As for foundational systems that are applied (in computer science or physical sciences), the whole purpose of designing stratified type theories was to make them somewhat philosophically justifiable (and hence hopefully not suffer from arithmetical unsoundness). Also, as far as we know, almost every mathematical theorem with direct real-world applications can be proven naturally in HOA (especially if you have the base types $\mathbb{N}$ and $bool$ and you have the type $S→T$ for every types $S,T$, rather than just one type for each powerset iterate of $\mathbb{N}$). This is of course trivial to express as a many-sorted FOL system, with one sort for each type.
It is true that HOA is unable to prove things about arbitrary types, and that perhaps is the most convincing reason we should go beyond it, if only for conceptual 'completeness'. Unfortunately, as Russell's paradox shows, we cannot possibly have both boolean set membership and unrestricted set comprehension.
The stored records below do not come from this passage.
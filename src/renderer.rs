//! Periodic ASCII rendering onto the output surface.
//!
//! Each tick samples the source's current frame, clears a back buffer to
//! the background color, draws one glyph per cell in the cell's own color,
//! and publishes the finished frame to the shared surface with one swap.

use std::sync::atomic::{AtomicU64, Ordering};
use std::sync::Arc;

use crate::ascii::{
    cell_brightness, cell_origin, map_glyph, sample, surface_dimensions, RenderedFrame,
    SamplingError,
};
use crate::config::ConfigError;
use crate::render_config::{RenderConfig, Rgb};
use crate::scheduler::{Scheduler, TimerHandle};
use crate::source::{FrameSource, PlaybackState};
use crate::surface::{SharedSurface, Surface};

/// Result of a single render tick.
#[derive(Debug, Clone, Copy, PartialEq, Eq)]
pub enum TickOutcome {
    /// A new frame was published
    Rendered,
    /// The source is not playing; nothing was drawn
    Idle,
}

/// Counters shared with the tick callback.
#[derive(Debug, Default)]
struct RenderStats {
    frames_rendered: AtomicU64,
    ticks_failed: AtomicU64,
}

/// Drives the render cadence for one source.
///
/// At most one tick timer is installed at any time: `start` and `restart`
/// cancel the previous timer before scheduling a new one.
pub struct AsciiRenderer {
    scheduler: Scheduler,
    surface: SharedSurface,
    config: RenderConfig,
    source: Option<Arc<dyn FrameSource>>,
    timer: Option<TimerHandle>,
    stats: Arc<RenderStats>,
}

impl std::fmt::Debug for AsciiRenderer {
    fn fmt(&self, f: &mut std::fmt::Formatter<'_>) -> std::fmt::Result {
        f.debug_struct("AsciiRenderer")
            .field("config", &self.config)
            .field("is_running", &self.is_running())
            .finish_non_exhaustive()
    }
}

impl AsciiRenderer {
    pub fn new(scheduler: Scheduler, surface: SharedSurface) -> Self {
        Self {
            scheduler,
            surface,
            config: RenderConfig::default(),
            source: None,
            timer: None,
            stats: Arc::new(RenderStats::default()),
        }
    }

    /// Start rendering `source` with `config`.
    ///
    /// Any running tick timer is cancelled first.
    ///
    /// # Errors
    /// * `ConfigError` - if `config` fails validation; the renderer is left stopped
    pub fn start(
        &mut self,
        source: Arc<dyn FrameSource>,
        config: RenderConfig,
    ) -> Result<(), ConfigError> {
        self.stop();
        config.validate()?;
        self.source = Some(source);
        self.config = config;
        self.install_timer();
        Ok(())
    }

    /// Stop rendering. Safe to call when already stopped.
    ///
    /// # Returns
    /// `true` if a timer was cancelled.
    pub fn stop(&mut self) -> bool {
        match self.timer.take() {
            Some(timer) => {
                self.scheduler.cancel(timer);
                log::debug!("Renderer stopped");
                true
            }
            None => false,
        }
    }

    /// Replace the render config, reinstalling the timer if running.
    ///
    /// # Errors
    /// * `ConfigError` - if `config` fails validation; the previous config stays active
    pub fn restart(&mut self, config: RenderConfig) -> Result<(), ConfigError> {
        config.validate()?;
        let was_running = self.stop();
        self.config = config;
        if was_running {
            self.install_timer();
        }
        Ok(())
    }

    pub fn is_running(&self) -> bool {
        self.timer.is_some()
    }

    pub fn config(&self) -> &RenderConfig {
        &self.config
    }

    pub fn surface(&self) -> SharedSurface {
        Arc::clone(&self.surface)
    }

    /// Frames published since this renderer was created.
    pub fn frames_rendered(&self) -> u64 {
        self.stats.frames_rendered.load(Ordering::Relaxed)
    }

    /// Ticks that failed with a sampling error.
    pub fn ticks_failed(&self) -> u64 {
        self.stats.ticks_failed.load(Ordering::Relaxed)
    }

    fn install_timer(&mut self) {
        let Some(source) = self.source.clone() else {
            return;
        };
        let config = self.config.clone();
        let surface = Arc::clone(&self.surface);
        let stats = Arc::clone(&self.stats);
        let mut back = Surface::new(0, 0);

        log::debug!(
            "Renderer started: {} fps, scale {}, ramp {:?}",
            config.fps,
            config.scale,
            config.ramp.to_string()
        );

        let timer = self
            .scheduler
            .schedule_repeating(config.tick_interval(), move || {
                match render_tick(source.as_ref(), &config, &surface, &mut back) {
                    Ok(TickOutcome::Rendered) => {
                        stats.frames_rendered.fetch_add(1, Ordering::Relaxed);
                    }
                    Ok(TickOutcome::Idle) => {}
                    Err(SamplingError::NoFrame) => {
                        stats.ticks_failed.fetch_add(1, Ordering::Relaxed);
                        log::debug!("Render tick skipped: no frame decoded yet");
                    }
                    Err(e) => {
                        stats.ticks_failed.fetch_add(1, Ordering::Relaxed);
                        log::warn!("Render tick failed: {}", e);
                    }
                }
            });
        self.timer = Some(timer);
    }
}

impl Drop for AsciiRenderer {
    fn drop(&mut self) {
        self.stop();
    }
}

/// Run one render tick.
///
/// Composes into `back` and swaps it with the shared surface, so `back`
/// holds the previous frame afterwards.
pub fn render_tick(
    source: &dyn FrameSource,
    config: &RenderConfig,
    surface: &SharedSurface,
    back: &mut Surface,
) -> Result<TickOutcome, SamplingError> {
    if source.playback_state() != PlaybackState::Playing {
        return Ok(TickOutcome::Idle);
    }

    let frame = source.current_frame().ok_or(SamplingError::NoFrame)?;
    let rendered = sample(&frame, config)?;
    compose(&rendered, config, back);

    // A surface is always whole between swaps, so a poisoned lock is still usable.
    let mut front = surface.lock().unwrap_or_else(|poisoned| {
        log::warn!("Output surface lock was poisoned, recovering");
        poisoned.into_inner()
    });
    std::mem::swap(&mut *front, back);
    Ok(TickOutcome::Rendered)
}

/// Draw a sampled frame: background fill, then one glyph per cell.
///
/// The target is resized to `grid * (8, 12)` pixels.
pub fn compose(rendered: &RenderedFrame, config: &RenderConfig, target: &mut Surface) {
    let (width, height) = surface_dimensions(rendered.width, rendered.height);
    target.resize(width, height);
    target.fill(config.background);

    for (x, y, color) in rendered.iter_cells() {
        let glyph = map_glyph(cell_brightness(&color), &config.ramp);
        let (px, py) = cell_origin(x, y);
        target.draw_glyph(glyph, px, py, Rgb::new(color.r, color.g, color.b));
    }
}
ZFC discards the latter. But since practical applications almost solely involve 'concrete' objects (below some finite order in HOA), it is unlikely that future proof assistants will be based on radically different foundational systems, since mathematicians will not give up HOA, and it is sufficient for 'concrete' mathematics.
Currently, as far as I know all major proof assistants (such as those listed on Wikipedia) are indeed based on either a classical set theory like ZFC plus some large cardinal axiom, or a stratified type theory like CiC. For instance, Mizar is based on ZFC plus Grothendieck universes, and Coq is based on CiC. This at least implies that work done in established proof assistants can all be 'naturally' translated into a suitable first-order system. This is subjective, but you would have to try it yourself to form your own opinion.
Finally, I will note that many apparently modal logics that are widely used in applied computer science are actually easily translatable into FOL. For example, temporal logic is easily expressed using an axiomatization of time and events in time instead of using modal operators for tenses. Sure, it will be less elegant, but it would be far more general and also fit nicely into standard foundational systems.